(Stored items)
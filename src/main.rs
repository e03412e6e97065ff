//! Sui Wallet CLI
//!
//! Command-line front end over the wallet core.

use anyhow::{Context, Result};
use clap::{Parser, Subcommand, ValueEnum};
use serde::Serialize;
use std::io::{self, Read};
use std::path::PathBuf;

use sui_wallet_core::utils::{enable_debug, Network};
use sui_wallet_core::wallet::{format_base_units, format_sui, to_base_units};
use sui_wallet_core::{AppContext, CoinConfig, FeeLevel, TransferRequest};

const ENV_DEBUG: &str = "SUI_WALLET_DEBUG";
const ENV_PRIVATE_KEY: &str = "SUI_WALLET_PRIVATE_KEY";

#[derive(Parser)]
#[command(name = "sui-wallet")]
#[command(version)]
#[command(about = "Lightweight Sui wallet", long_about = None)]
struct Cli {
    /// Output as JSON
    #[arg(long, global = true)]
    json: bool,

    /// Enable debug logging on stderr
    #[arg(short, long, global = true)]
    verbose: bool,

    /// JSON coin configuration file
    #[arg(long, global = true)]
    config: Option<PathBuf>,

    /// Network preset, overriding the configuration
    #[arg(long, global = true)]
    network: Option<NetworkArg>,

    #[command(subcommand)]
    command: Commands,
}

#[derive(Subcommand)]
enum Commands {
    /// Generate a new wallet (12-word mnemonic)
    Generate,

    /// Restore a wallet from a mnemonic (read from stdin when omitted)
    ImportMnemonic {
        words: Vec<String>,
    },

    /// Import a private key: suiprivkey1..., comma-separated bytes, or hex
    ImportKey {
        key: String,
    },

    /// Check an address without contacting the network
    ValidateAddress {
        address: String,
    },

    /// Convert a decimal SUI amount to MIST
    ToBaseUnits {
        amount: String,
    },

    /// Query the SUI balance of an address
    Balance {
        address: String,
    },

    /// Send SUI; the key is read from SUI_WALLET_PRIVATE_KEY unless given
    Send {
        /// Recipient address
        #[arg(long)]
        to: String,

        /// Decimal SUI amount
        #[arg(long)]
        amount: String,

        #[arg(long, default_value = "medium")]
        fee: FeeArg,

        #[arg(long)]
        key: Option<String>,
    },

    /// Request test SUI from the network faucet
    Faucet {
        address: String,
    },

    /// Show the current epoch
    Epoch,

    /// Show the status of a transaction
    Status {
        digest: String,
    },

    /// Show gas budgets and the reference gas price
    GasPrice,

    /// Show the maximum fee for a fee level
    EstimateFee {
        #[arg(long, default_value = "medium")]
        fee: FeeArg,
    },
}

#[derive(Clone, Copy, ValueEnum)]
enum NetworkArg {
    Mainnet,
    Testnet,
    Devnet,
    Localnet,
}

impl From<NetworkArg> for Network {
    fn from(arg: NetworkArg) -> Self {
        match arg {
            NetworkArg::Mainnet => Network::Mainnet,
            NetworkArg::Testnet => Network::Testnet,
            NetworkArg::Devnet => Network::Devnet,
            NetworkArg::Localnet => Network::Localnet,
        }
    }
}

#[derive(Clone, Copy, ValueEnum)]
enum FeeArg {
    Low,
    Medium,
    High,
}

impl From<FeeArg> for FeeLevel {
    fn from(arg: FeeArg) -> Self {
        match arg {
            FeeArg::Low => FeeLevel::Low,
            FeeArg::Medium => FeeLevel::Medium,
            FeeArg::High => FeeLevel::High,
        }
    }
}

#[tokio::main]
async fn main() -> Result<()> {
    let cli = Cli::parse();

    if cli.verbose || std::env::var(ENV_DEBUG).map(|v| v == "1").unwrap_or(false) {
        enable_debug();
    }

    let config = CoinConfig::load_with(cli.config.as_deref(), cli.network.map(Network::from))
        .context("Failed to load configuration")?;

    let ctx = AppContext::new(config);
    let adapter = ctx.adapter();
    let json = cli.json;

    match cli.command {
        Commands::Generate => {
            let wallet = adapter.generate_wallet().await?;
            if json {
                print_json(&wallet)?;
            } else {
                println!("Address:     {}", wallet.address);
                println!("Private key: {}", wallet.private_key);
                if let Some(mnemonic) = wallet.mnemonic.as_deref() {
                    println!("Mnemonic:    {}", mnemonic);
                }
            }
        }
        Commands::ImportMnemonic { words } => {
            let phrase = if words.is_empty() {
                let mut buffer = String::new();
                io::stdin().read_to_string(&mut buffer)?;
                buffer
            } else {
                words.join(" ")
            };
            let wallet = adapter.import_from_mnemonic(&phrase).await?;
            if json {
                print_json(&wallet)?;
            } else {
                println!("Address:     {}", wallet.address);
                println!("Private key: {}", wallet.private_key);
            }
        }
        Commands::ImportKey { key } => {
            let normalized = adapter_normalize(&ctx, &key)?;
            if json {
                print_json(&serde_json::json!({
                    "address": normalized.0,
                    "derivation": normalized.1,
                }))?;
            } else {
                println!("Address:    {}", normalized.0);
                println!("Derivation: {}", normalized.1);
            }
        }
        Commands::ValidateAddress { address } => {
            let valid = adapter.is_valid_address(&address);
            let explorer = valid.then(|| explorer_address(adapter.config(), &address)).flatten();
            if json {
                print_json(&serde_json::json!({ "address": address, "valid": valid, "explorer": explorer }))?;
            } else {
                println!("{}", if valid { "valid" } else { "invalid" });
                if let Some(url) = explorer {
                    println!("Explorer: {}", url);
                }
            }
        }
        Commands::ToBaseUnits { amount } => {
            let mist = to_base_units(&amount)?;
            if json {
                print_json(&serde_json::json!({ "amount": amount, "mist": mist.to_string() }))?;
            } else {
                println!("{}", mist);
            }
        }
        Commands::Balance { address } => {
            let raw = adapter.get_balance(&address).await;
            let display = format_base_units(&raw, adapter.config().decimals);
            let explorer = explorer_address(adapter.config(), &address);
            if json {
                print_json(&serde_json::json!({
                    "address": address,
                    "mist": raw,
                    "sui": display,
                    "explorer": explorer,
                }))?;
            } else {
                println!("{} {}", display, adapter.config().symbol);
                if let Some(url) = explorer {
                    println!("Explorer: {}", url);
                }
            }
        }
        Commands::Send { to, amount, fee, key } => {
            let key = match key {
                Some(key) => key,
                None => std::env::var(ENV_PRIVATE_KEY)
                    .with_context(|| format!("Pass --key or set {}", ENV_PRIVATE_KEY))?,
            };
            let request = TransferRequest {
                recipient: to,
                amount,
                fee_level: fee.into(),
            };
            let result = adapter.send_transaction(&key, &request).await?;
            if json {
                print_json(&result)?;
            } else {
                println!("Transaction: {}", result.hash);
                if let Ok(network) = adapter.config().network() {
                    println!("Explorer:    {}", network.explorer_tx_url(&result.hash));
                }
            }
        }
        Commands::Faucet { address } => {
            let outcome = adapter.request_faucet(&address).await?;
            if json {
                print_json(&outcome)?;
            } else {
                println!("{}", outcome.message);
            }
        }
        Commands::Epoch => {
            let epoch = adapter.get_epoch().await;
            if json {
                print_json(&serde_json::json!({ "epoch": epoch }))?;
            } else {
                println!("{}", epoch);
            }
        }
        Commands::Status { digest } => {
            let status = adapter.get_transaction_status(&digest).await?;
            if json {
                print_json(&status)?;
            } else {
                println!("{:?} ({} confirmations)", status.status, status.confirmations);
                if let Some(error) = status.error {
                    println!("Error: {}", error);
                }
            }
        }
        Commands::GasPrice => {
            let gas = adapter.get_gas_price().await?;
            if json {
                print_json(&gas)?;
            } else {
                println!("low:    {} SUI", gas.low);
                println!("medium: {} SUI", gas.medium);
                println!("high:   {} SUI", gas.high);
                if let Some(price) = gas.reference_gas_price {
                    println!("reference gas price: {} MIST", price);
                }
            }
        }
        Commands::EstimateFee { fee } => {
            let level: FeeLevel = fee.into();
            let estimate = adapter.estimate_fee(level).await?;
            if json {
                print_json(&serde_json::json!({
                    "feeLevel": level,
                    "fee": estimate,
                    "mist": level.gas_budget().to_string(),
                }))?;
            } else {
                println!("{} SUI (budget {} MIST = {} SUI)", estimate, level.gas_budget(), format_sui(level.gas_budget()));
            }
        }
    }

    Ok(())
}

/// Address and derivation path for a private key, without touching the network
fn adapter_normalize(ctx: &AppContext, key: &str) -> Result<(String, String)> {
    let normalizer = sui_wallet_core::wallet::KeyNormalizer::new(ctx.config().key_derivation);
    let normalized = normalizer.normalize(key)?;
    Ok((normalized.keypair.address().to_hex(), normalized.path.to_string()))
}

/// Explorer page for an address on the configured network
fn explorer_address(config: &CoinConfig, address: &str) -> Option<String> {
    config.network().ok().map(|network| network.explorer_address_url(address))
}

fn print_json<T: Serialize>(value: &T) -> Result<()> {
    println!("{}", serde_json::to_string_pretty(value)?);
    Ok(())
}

- **Task to carry out**
Report how many lines of the data above include "None", giving the number and no other words.

- **Answer section**
2